Well, it's the 2nd of December and the pace of 'deconstruction' has not slowed down! Now that all of the 'non-heritage' parts of the building have been removed - the middle section and the 'wedge' (as the gallery staff call it!) to the rear of the building - you can get a very clear understanding of how the buildings must have looked back in the late 1800's and early 1900's!


The Wellesley and Kitchener wings soar along Wellesley and Kitchener Street. Built at a time when the Park and trees were not as well-established as today - this building, which housed the council's municipal offices, a library and art gallery - must have dramatically changed the city landscape.

The now temporarily free-standing building adjacent to the park - the East Gallery - was built in 1916 to address the need for more gallery space. It is one of only two day lit galleries of its kind in New Zealand - where the light is admitted through a roof-based monitor and diffused through a lay-light. It's exciting to think we are going to be able to enjoy the gallery in a way that our forebears did when we re-open in 2011. Then, though we will enter at a slighter higher level than before, so that visitors do not need to negotiate stairs to get into this gallery.

By removing the 'wedge' which used to contain the goods lift and various back of house necessities, you can glimpse the outside of the original Wellesley wing on its northern side. It is easy to see the outlines of windows on this wall if you look at the images on the gallery's webcam. The intention is to make reference to this in the new building - in the south atrium which replaces the wedge at the south eastern end of the building.

At the moment work is focusing on ensuring that the heritage buildings are secure. Obviously in a project of this kind, you don't just pull down the bits of the building you don't want! The six buildings that comprised the art gallery as we knew it, were so closely packed, that enormous care has been taken when removing the more recent additions.
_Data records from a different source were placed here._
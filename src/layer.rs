use crate::context::Context;
use crate::level::Level;
use crate::logger::Logger;
use crate::record::{Record, Source};
use crate::value::{Attr, Value};
use chrono::Utc;
use tracing::field::{Field, Visit};
use tracing::subscriber::Interest;
use tracing::{Event, Metadata, Subscriber};
use tracing_subscriber::layer::{Context as LayerContext, Layer};
use tracing_subscriber::registry::LookupSpan;

/// `tracing_subscriber` layer that turns `tracing` events into records and
/// routes them through a [`Logger`].
///
/// Events below the logger's current level are rejected in `enabled`, so
/// their fields are never even visited. `TRACE` maps to `DEBUG-4`.
pub struct PipelineLayer {
    logger: Logger,
}

impl PipelineLayer {
    pub fn new(logger: Logger) -> Self {
        PipelineLayer { logger }
    }
}

impl<S> Layer<S> for PipelineLayer
where
    S: Subscriber + for<'span> LookupSpan<'span>,
{
    // the level can change at runtime, so callsite interest is never cached
    fn register_callsite(&self, _metadata: &'static Metadata<'static>) -> Interest {
        Interest::sometimes()
    }

    fn enabled(&self, metadata: &Metadata<'_>, _ctx: LayerContext<'_, S>) -> bool {
        self.logger.enabled(Level::from(metadata.level()))
    }

    fn on_event(&self, event: &Event<'_>, _ctx: LayerContext<'_, S>) {
        let meta = event.metadata();
        let level = Level::from(meta.level());
        if !self.logger.enabled(level) {
            return;
        }

        let mut attrs = Vec::new();
        let mut message = None;
        event.record(&mut FieldVisitor { attrs: &mut attrs, message: &mut message });

        let record = Record {
            time: Utc::now(),
            level,
            message: message.unwrap_or_default(),
            attrs,
            source: meta.file().zip(meta.line()).map(|(file, line)| Source::new(file, line)),
        };
        let _ = self.logger.log_record(&Context::default(), record);
    }
}

/// Collects event fields as typed attributes; the `message` field becomes
/// the record message.
pub struct FieldVisitor<'a> {
    pub attrs: &'a mut Vec<Attr>,
    pub message: &'a mut Option<String>,
}

impl Visit for FieldVisitor<'_> {
    fn record_str(&mut self, field: &Field, value: &str) {
        if field.name() == "message" {
            *self.message = Some(value.to_string());
        } else {
            self.attrs.push(Attr::string(field.name(), value));
        }
    }

    fn record_i64(&mut self, field: &Field, value: i64) {
        self.attrs.push(Attr::int(field.name(), value));
    }

    fn record_u64(&mut self, field: &Field, value: u64) {
        self.attrs.push(Attr::uint(field.name(), value));
    }

    fn record_f64(&mut self, field: &Field, value: f64) {
        self.attrs.push(Attr::float(field.name(), value));
    }

    fn record_bool(&mut self, field: &Field, value: bool) {
        self.attrs.push(Attr::bool(field.name(), value));
    }

    fn record_error(&mut self, field: &Field, value: &(dyn std::error::Error + 'static)) {
        self.attrs.push(Attr::string(field.name(), value.to_string()));
    }

    fn record_debug(&mut self, field: &Field, value: &dyn std::fmt::Debug) {
        let rendered = format!("{:?}", value);
        if field.name() == "message" {
            *self.message = Some(rendered);
        } else {
            self.attrs.push(Attr::new(field.name(), Value::String(rendered)));
        }
    }
}

#[cfg(test)]
mod tests {
    use super::*;
    use crate::config::{LoggerConfig, OutputMode};
    use crate::memory::MemorySink;
    use std::sync::Arc;
    use tracing_subscriber::layer::SubscriberExt;
    use tracing_subscriber::Registry;

    #[test]
    fn events_become_records() {
        let sink = Arc::new(MemorySink::new());
        let config = LoggerConfig::new()
            .with_level("info")
            .with_mode(OutputMode::Json)
            .with_sink(sink.clone())
            .with_source(true);
        let logger = Logger::new(&config).unwrap();
        let subscriber = Registry::default().with(PipelineLayer::new(logger));

        tracing::subscriber::with_default(subscriber, || {
            tracing::debug!("filtered out");
            tracing::error!(user_id = 42, ok = false, reason = "invalid password", "authentication failed");
        });

        let lines = sink.lines();
        assert_eq!(lines.len(), 1);
        let parsed: serde_json::Value = serde_json::from_str(&lines[0]).unwrap();
        assert_eq!(parsed["level"], "ERROR");
        assert_eq!(parsed["msg"], "authentication failed");
        assert_eq!(parsed["user_id"], 42);
        assert_eq!(parsed["ok"], false);
        assert_eq!(parsed["reason"], "invalid password");
        assert!(parsed["source"].as_str().unwrap().contains("layer.rs:"));
    }

    #[test]
    fn trace_maps_below_debug() {
        assert_eq!(Level::from(&tracing::Level::TRACE).to_string(), "DEBUG-4");
    }
}
// std
use std::sync::atomic::{AtomicU64, Ordering};

/// Thread-safe counters for session refresh activity.
#[derive(Debug, Default)]
pub struct RefreshMetrics {
	attempts: AtomicU64,
	success: AtomicU64,
	failure: AtomicU64,
	replays: AtomicU64,
}
impl RefreshMetrics {
	/// Returns the total number of refresh exchanges started.
	pub fn attempts(&self) -> u64 {
		self.attempts.load(Ordering::Relaxed)
	}

	/// Returns the number of exchanges that stored a new access token.
	pub fn successes(&self) -> u64 {
		self.success.load(Ordering::Relaxed)
	}

	/// Returns the number of exchanges that ended in rejection or transport failure.
	pub fn failures(&self) -> u64 {
		self.failure.load(Ordering::Relaxed)
	}

	/// Returns the number of original requests replayed after a refresh.
	pub fn replays(&self) -> u64 {
		self.replays.load(Ordering::Relaxed)
	}

	pub(crate) fn record_attempt(&self) {
		self.attempts.fetch_add(1, Ordering::Relaxed);
	}

	pub(crate) fn record_success(&self) {
		self.success.fetch_add(1, Ordering::Relaxed);
	}

	pub(crate) fn record_failure(&self) {
		self.failure.fetch_add(1, Ordering::Relaxed);
	}

	pub(crate) fn record_replay(&self) {
		self.replays.fetch_add(1, Ordering::Relaxed);
	}
}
Once everything is satisfactorily secured, attention will turn to the next stage of the building project - which will be excavation to create a lower basement and a basement in the middle area between the two historic buildings. It reminds me a little of the Auckland Museum project. I remember being invited to a tour to look at the enormous hole that had been excavated! I can also remember the excavations for the Sky Tower - I was working in a building that overlooked the site. Our digging will probably seem insignificant in comparison! Still exciting though!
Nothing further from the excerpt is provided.